Peter McGeary reviews reflections that carry on into the new year

THEY say that less is more. The most memorable sermons in my experience have been concise and apparently spontaneous. Anyone can go on and on about a given subject; it takes real skill and time to boil down what one wants to say to a few paragraphs.

Advent is in many ways my favourite part of the liturgical year. Frustratingly brief, it is bursting with themes of memory, presence, and expectation. There is too much to take in in the time available, it would seem, which can make Advent a tricky season to write about.

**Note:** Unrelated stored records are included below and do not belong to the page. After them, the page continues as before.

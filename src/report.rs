// src/report.rs
//! Read-only views over an auction for whatever presents it to people.
//! Nothing here prints; every view implements `Display`.
use serde::{Deserialize, Serialize};
use std::fmt;
use crate::domain::{AmountValue, Auction, BidOutcome, Lot, LotNumber};

/// The `showLots` listing: every lot in entry order.
pub struct LotListing<'a> {
    lots: &'a [Lot],
}

impl<'a> LotListing<'a> {
    pub fn new(auction: &'a Auction) -> Self {
        LotListing { lots: auction.lots() }
    }
}

impl fmt::Display for LotListing<'_> {
    fn fmt(&self, f: &mut fmt::Formatter<'_>) -> fmt::Result {
        if self.lots.is_empty() {
            return writeln!(f, "There are no lots");
        }
        for lot in self.lots {
            writeln!(f, "{}: {}", lot.number(), lot.description())?;
            if let Some(bid) = lot.highest_bid() {
                writeln!(f, "    Highest bid: {} by {}", bid.value(), bid.bidder().name())?;
            }
        }
        Ok(())
    }
}

/// The outcome of one well-formed bid attempt.
#[derive(Debug, Clone, PartialEq, Eq, Serialize, Deserialize)]
pub struct BidReport {
    pub lot: LotNumber,
    pub bidder: String,
    pub value: AmountValue,
    pub outcome: BidOutcome,
}

impl fmt::Display for BidReport {
    fn fmt(&self, f: &mut fmt::Formatter<'_>) -> fmt::Result {
        if self.outcome.is_accepted() {
            writeln!(f, "Bid was successful")?;
            writeln!(f, "Lot Number: {}", self.lot)?;
            writeln!(f, "Bidder: {}", self.bidder)?;
        } else {
            writeln!(f, "Bid was not successful")?;
            writeln!(f, "Lot Number: {}", self.lot)?;
        }
        writeln!(f, "Value: {}", self.value)
    }
}

#[derive(Debug, Clone, PartialEq, Eq, Serialize, Deserialize)]
#[serde(tag = "$type")]
pub enum Sale {
    Sold { bidder: String, value: AmountValue },
    NotSold,
}

#[derive(Debug, Clone, PartialEq, Eq, Serialize, Deserialize)]
pub struct LotResult {
    pub number: LotNumber,
    pub description: String,
    pub sale: Sale,
}

impl From<&Lot> for LotResult {
    fn from(lot: &Lot) -> Self {
        let sale = match lot.highest_bid() {
            Some(bid) => Sale::Sold {
                bidder: bid.bidder().name().to_string(),
                value: bid.value(),
            },
            None => Sale::NotSold,
        };
        LotResult {
            number: lot.number(),
            description: lot.description().to_string(),
            sale,
        }
    }
}

impl fmt::Display for LotResult {
    fn fmt(&self, f: &mut fmt::Formatter<'_>) -> fmt::Result {
        writeln!(f, "Lot Number: {}", self.number)?;
        writeln!(f, "Description: {}", self.description)?;
        match &self.sale {
            Sale::Sold { bidder, value } => {
                writeln!(f, "Highest bidder: {}", bidder)?;
                writeln!(f, "Bid value: {}", value)
            }
            Sale::NotSold => writeln!(f, "Item did not sell"),
        }
    }
}

/// Per-lot results of a closed auction, in entry order.
#[derive(Debug, Clone, PartialEq, Eq, Serialize, Deserialize)]
#[serde(transparent)]
pub struct FinalResults(Vec<LotResult>);

impl FinalResults {
    pub fn from_lots(lots: &[Lot]) -> Self {
        FinalResults(lots.iter().map(LotResult::from).collect())
    }

    pub fn lots(&self) -> &[LotResult] {
        &self.0
    }

    pub fn sold(&self) -> impl Iterator<Item = &LotResult> {
        self.0.iter().filter(|result| matches!(result.sale, Sale::Sold { .. }))
    }

    pub fn unsold(&self) -> impl Iterator<Item = &LotResult> {
        self.0.iter().filter(|result| result.sale == Sale::NotSold)
    }
}

impl fmt::Display for FinalResults {
    fn fmt(&self, f: &mut fmt::Formatter<'_>) -> fmt::Result {
        for result in &self.0 {
            write!(f, "{}", result)?;
        }
        Ok(())
    }
}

Martyn Percy has spent a lot of his ministry in academic circles, but in this book he wears his learning lightly. The principle of “less is more” applies here. In this series of daily reflections, Percy concentrates on drilling down into passages from the prophet Isaiah, and the beginning of St Luke’s Gospel. He resists the temptation to use a wide variety of scriptural texts (there is enough of that in the liturgical lectionary already), and this gives his book a deeper focus on particular texts.

Each week of Advent has a particular overarching text from Luke (annunciation, visitation, Magnificat, and Benedictus). Weekdays consist of a short reflection on a section of the text, followed by a prayer and some points for contemplation. A slight change of gear at the weekend comprises a canticle from Isaiah, reflection, prayer, and contemplation intended more to link up with that Sunday’s liturgy.

There is a shift again in the days before and after Christmas, and there is material, too, for the new year and the feasts of the Epiphany and Candlemas. This format works well, because there is deliberately not too much to take in: the author knows that we will be busy with other things; so any Advent discipline that we give ourselves needs to be do-able.

This book would be a good way of taking a short time each day to remind ourselves of the ancient themes of Advent, not as an exercise in spiritual archaeology, but as a way of making present the ancient challenges of the season: calls to repentance and change, that we might find again, in the author’s words, “the politics of paradise and consequences of God’s love”.


The Revd Peter McGeary is the Vicar of St Mary’s, Cable Street, in east London, and a Priest-Vicar of Westminster Abbey.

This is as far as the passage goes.